I’ve learned a lot about planting hydrangeas since my first attempts many years ago. If this is your first time trying, here’s how to plant a panicle hydrangea successfully.
Everyone loves a beautiful, big, healthy hydrangea bush, blooming profusely at the peak of summer. Depending on where you live, you might see them growing in gardens all over your town. Just because they’re so common, doesn’t necessarily mean that they’re super easy to grow successfully, as I’ve mentioned before. When I first started growing hydrangeas, I thought they’d be one of those super easy, maintenance free plants, kind of like lilacs or peonies, but that’s definitely not always the case. I made a few big mistakes the first few times I tried to plant hydrangeas in my gardens before I figured it out and grew the beautiful hydrangeas that I’m always showing off in the summertime. Today I thought I’d walk you through how to plant panicle hydrangeas as I add another one to our front garden, so you can be a little more informed than I was at first.
What is a Panicle Hydrangea?
A panicle hydrangea is a family of hydrangea species with a particular leaf type and flower head shape. They also happen to be a really hardy variety of hydrangea, are very sun-tolerant, and are also often really easy to grow. You’ll know a panicle hydrangea by the cone-shaped flower heads, as opposed to the more sphere-shaped flower heads of other varieties. They also tend to have smaller, pointier leaves. Some varieties remain quite compact even at maturity, but some grow to be quite large, like the one that I planted next to our porch a few years ago. I have a lot of garden space to fill around our property, so I’m always on the lookout for the largest varieties that I can find. The one I’m planting here is called “Phantom” and should grow to be about 7’x7′.
Supplies Needed to Plant Your Panicle Hydrangea
- A large, sharp shovel
- Compost or rich garden soil
- A soil scoop
- A trowel
- A watering can or a garden hose
- Garden shears or sharp scissors
I find it really helpful to gather all my tools that I’ll need for a gardening job like this all together where I’ll be working. Kind of like the “mis-en-place” practice that you might use when cooking to have all your ingredients together. When you have to trek back and forth across your yard to grab every little thing as you realize you need it, somehow it ends up making a simple job feel like a big chore and you might be less inclined to get out and plant as often as you might like to. You might also end up cutting corners and not doing as good of a job because it doesn’t seem worth it to walk aaaall the way over to the garage to grab what you need and then aaaall the way back. I might be speaking from experience here. 🙂 So just get everything, do the job, be thoroughly pleased with yourself, then put everything away, and you’ll be happy to do it again the next time.

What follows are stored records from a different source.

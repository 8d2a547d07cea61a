//! Arrival detection for the monitored directory.
//!
//! Two interchangeable strategies sit behind the [`Watch`] trait:
//! [`PollWatcher`] diffs successive directory listings on a fixed cadence,
//! and [`EventWatcher`] subscribes to platform file-system notifications.
//! Polling is the default; it needs no platform support and composes
//! directly with interval changes from a rules reload.
//!
//! Neither variant detects write-completion: a file still being written by
//! another process can surface before it is complete. Callers that need
//! write-in-progress safety must add their own settle delay.

use chrono::{DateTime, Utc};
use notify::{EventKind, RecommendedWatcher, RecursiveMode, Watcher};
use std::collections::HashSet;
use std::fs;
use std::io;
use std::path::{Path, PathBuf};
use std::sync::mpsc;

/// A newly detected regular file in the monitored directory.
#[derive(Debug, Clone)]
pub struct ArrivalEvent {
    /// Name of the file, without its directory.
    pub file_name: String,
    /// Directory the file appeared in.
    pub directory: PathBuf,
    /// When the watcher noticed the file.
    pub detected_at: DateTime<Utc>,
}

/// Capability to produce arrival events for a monitored directory.
///
/// `poll` never blocks waiting for arrivals; it returns whatever has been
/// detected since the previous call. The owner of the watcher drives the
/// cadence and checks its stop signal between calls.
pub trait Watch: Send {
    fn poll(&mut self) -> io::Result<Vec<ArrivalEvent>>;
}

/// Polling watcher: remembers the previous listing and reports the set
/// difference on each poll.
///
/// Only regular files are reported; directories and other entry kinds are
/// remembered (so they are not re-examined) but never yielded. Arrivals
/// within one poll are sorted by name so downstream collision handling is
/// deterministic.
pub struct PollWatcher {
    directory: PathBuf,
    seen: HashSet<String>,
}

impl PollWatcher {
    /// Start watching `directory`.
    ///
    /// Entries already present are recorded as seen; only files appearing
    /// after this call are reported.
    pub fn new(directory: impl Into<PathBuf>) -> io::Result<Self> {
        let directory = directory.into();
        let seen = list_names(&directory)?;
        Ok(Self { directory, seen })
    }
}

impl Watch for PollWatcher {
    fn poll(&mut self) -> io::Result<Vec<ArrivalEvent>> {
        let current = list_names(&self.directory)?;

        let mut fresh: Vec<&String> = current.difference(&self.seen).collect();
        fresh.sort();

        let mut arrivals = Vec::new();
        for name in fresh {
            if self.directory.join(name).is_file() {
                arrivals.push(ArrivalEvent {
                    file_name: name.clone(),
                    directory: self.directory.clone(),
                    detected_at: Utc::now(),
                });
            }
        }

        self.seen = current;
        Ok(arrivals)
    }
}

fn list_names(directory: &Path) -> io::Result<HashSet<String>> {
    let mut names = HashSet::new();
    for entry in fs::read_dir(directory)? {
        let entry = entry?;
        names.insert(entry.file_name().to_string_lossy().into_owned());
    }
    Ok(names)
}

/// Event-driven watcher backed by platform file-system notifications.
///
/// Creation events are delivered into a channel by the notify backend and
/// drained on each `poll`, so the variant plugs into the same single-loop
/// cadence as [`PollWatcher`].
pub struct EventWatcher {
    directory: PathBuf,
    events: mpsc::Receiver<notify::Result<notify::Event>>,
    /// Held to keep the platform subscription alive.
    _watcher: RecommendedWatcher,
}

impl EventWatcher {
    pub fn new(directory: impl Into<PathBuf>) -> notify::Result<Self> {
        let directory = directory.into();
        let (tx, rx) = mpsc::channel();

        let mut watcher = notify::recommended_watcher(
            move |event: notify::Result<notify::Event>| {
                let _ = tx.send(event);
            },
        )?;
        watcher.watch(&directory, RecursiveMode::NonRecursive)?;

        Ok(Self {
            directory,
            events: rx,
            _watcher: watcher,
        })
    }
}

impl Watch for EventWatcher {
    fn poll(&mut self) -> io::Result<Vec<ArrivalEvent>> {
        let mut arrivals = Vec::new();

        loop {
            match self.events.try_recv() {
                Ok(Ok(event)) => {
                    if !matches!(event.kind, EventKind::Create(_)) {
                        continue;
                    }
                    for path in event.paths {
                        // Directory creations are not arrivals.
                        if !path.is_file() {
                            continue;
                        }
                        let Some(name) = path.file_name() else {
                            continue;
                        };
                        arrivals.push(ArrivalEvent {
                            file_name: name.to_string_lossy().into_owned(),
                            directory: self.directory.clone(),
                            detected_at: Utc::now(),
                        });
                    }
                }
                Ok(Err(e)) => return Err(io::Error::other(e)),
                Err(mpsc::TryRecvError::Empty) => break,
                Err(mpsc::TryRecvError::Disconnected) => {
                    return Err(io::Error::other("file watcher channel disconnected"));
                }
            }
        }

        Ok(arrivals)
    }
}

How to Plant a Panicle Hydrangea in the Ground
When I first started planting larger plants and shrubs in our gardens here, I made a few big mistakes. I’d planted lots of little annuals in planters, and even quite a few perennials in our little garden beds in our townhouse backyard in the city, but planting a large shrub in the ground, or in a garden bed that’s been in place for decades is really something else entirely. It’s not quite as simple as just digging a hole the size of your root ball and plunking your plant into place.
The first thing you need to do is dig a hole at least twice as big as the container that your hydrangea came in. When I’ve dug my holes too small in the past, my hydrangeas just didn’t end up thriving. You’ll be digging down quite deep and your hydrangeas roots will end up reaching even deeper. With a lot of garden beds, you’ll find that the depth of the topsoil doesn’t go down very far and under that is usually just filled in with clay and filler dirt, which isn’t ideal for hydrangeas. When you dig a larger hole, you can fill in with good compost and rich garden soil to give your hydrangea plenty of good, soft soil to grow in. Just buy a few bags of it at the garden centre if you don’t have your own compost and you’ll be all set for quite a bit of planting.
Once you have your hole, scoop a few inches of your compost or good garden soil down into the hole, just enough so that when your hydrangea sits on top, the base will be level with the ground. Remove your hydrangea from its garden centre pot and place it in the hole.
Fill in the hole around the hydrangea with rich garden soil. Feel free to top it off with a little bit of the dirt from the hole you dug as well. As long as you have quite a bit of fresh, nutrient-rich soil in there right next to the hydrangea, it’ll do well. Some old dirt mixed in there is fine.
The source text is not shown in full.